The feast of Ascension Day, also known as Holy Thursday or Ascension Thursday, commemorates Jesus Christ's bodily ascension to heaven after his resurrection on Easter Day. As one of the critical ecumenical liturgical feasts, Ascension Day, ranking with the Passion of Jesus and the Christian holy day of Pentecost, is conventionally celebrated on the 40th day of Easter and varies by diverse denominations.
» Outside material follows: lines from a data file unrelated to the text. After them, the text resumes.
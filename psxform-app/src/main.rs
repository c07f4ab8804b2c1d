use std::path::PathBuf;

use psxform_config::{AppConfig, ConfigError};
use tracing::{error, info, warn};
use tracing_subscriber::{EnvFilter, fmt};

fn main() {
    let mut args = std::env::args().skip(1);
    let mut config_override: Option<PathBuf> = None;
    let mut session_override: Option<PathBuf> = None;

    while let Some(arg) = args.next() {
        match arg.as_str() {
            "--config" => {
                let Some(path) = args.next() else {
                    eprintln!("`--config` 需要提供配置文件路径");
                    std::process::exit(1);
                };
                config_override = Some(PathBuf::from(path));
            }
            "--session" => {
                let Some(path) = args.next() else {
                    eprintln!("`--session` 需要提供会话快照路径");
                    std::process::exit(1);
                };
                session_override = Some(PathBuf::from(path));
            }
            other => {
                eprintln!("未知参数：{other}");
                std::process::exit(1);
            }
        }
    }

    let mut config = load_configuration(config_override);
    if session_override.is_some() {
        config.session.snapshot = session_override;
    }
    init_logging(&config);
    info!("启动 psxform 应用");

    if let Err(err) = psxform_frontend::run_cli_demo(&config) {
        error!(error = %err, "执行 CLI 演示失败");
        std::process::exit(1);
    }
}

fn load_configuration(override_path: Option<PathBuf>) -> AppConfig {
    match override_path {
        Some(path) => AppConfig::from_file(&path).unwrap_or_else(|err| {
            warn!(path = %path.display(), error = %err, "加载指定配置失败，使用默认配置");
            AppConfig::default()
        }),
        None => match AppConfig::discover() {
            Ok(cfg) => cfg,
            Err(err) => {
                match &err {
                    ConfigError::Io { path, .. } | ConfigError::Parse { path, .. } => {
                        warn!(path = %path.display(), error = %err, "加载默认配置失败，使用内建默认值");
                    }
                    ConfigError::Context { .. } => {
                        warn!(error = %err, "加载默认配置失败，使用内建默认值");
                    }
                }
                AppConfig::default()
            }
        },
    }
}

fn init_logging(config: &AppConfig) {
    let filter =
        EnvFilter::try_new(config.logging.level.clone()).unwrap_or_else(|_| EnvFilter::new("info"));
    let subscriber = fmt().with_env_filter(filter);
    if subscriber.try_init().is_err() {
        // 已初始化，忽略
    }
}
It is told that at the time of Christ is being believed to have been taken up into heaven, he first appeared to a Jewish woman named Madeleine, according to the four canonical gospels. She therewith passed the news on to Jesus's male sorrowful and mourning disciples. However, no one believed her when she told others that Jesus's tomb was empty and he had revived from death. Then Jesus of Nazareth made an appearance to two of his followers as they were walking outside Jerusalem and commissioned them as well to spread the news that the Lord was alive, but again nobody believed. Later, when the eleven Apostles were at the table, Christ appeared to them and blamed them for not trusting those who had seen him after his reappearance. He said to them: "Go forth to every corner of the world and notify the entire mankind the breathtaking news. Some who believe it and are baptized are apt to receive salvation for the repentance of sins, while the counterpart is inclined to be condemned. The snakes the believers encountered and the extremely toxic poison they drunk will cause no harm to them. The wandering devils the believers possessed will be cast out in my name and the patient on whom they put their hands will recover." Not long after speaking with them the Jesus was ascended into heaven and Christ's prophecy which was deemed to foreshadow the upcoming events.
The semantic origin of Ascension can be traced back to Latin terms, ascensa or ascensio, which indicate the fact that Jesus was raised up on his own and it is where the name "Holy Day" originated from. Though the use of the term "Holy Thursday" to represent Ascension Day is relatively rare, existing well-founded evidence including the Book of Common Prayer, the Illustration of the Liturgy of the Church of English published by Thomas Pruen in 1820, as well as William Blake's poem originally issued in 1789.
With regards to the earliest observance of the feast, the bishop and Church historian, Eusebius, claimed the celebration of it happened between 300s to 390s. At the inception of the 5th century, the Christian theologian, Saint Augustine of Hippo, pointed out that the feast was the common observance of the Church stemmed from the Apostles long before his era. Repeated mention of it is found in the works of St. Gregory of Nyssa, John Chrysostom, and in the Apostolic Constitutions. The Pilgrimage of Aetheria mentions the vigil of the feast, the feast itself, and the church constructed over the small cave in Bethlehem where the Jesus of Nazareth is generally thought to be born.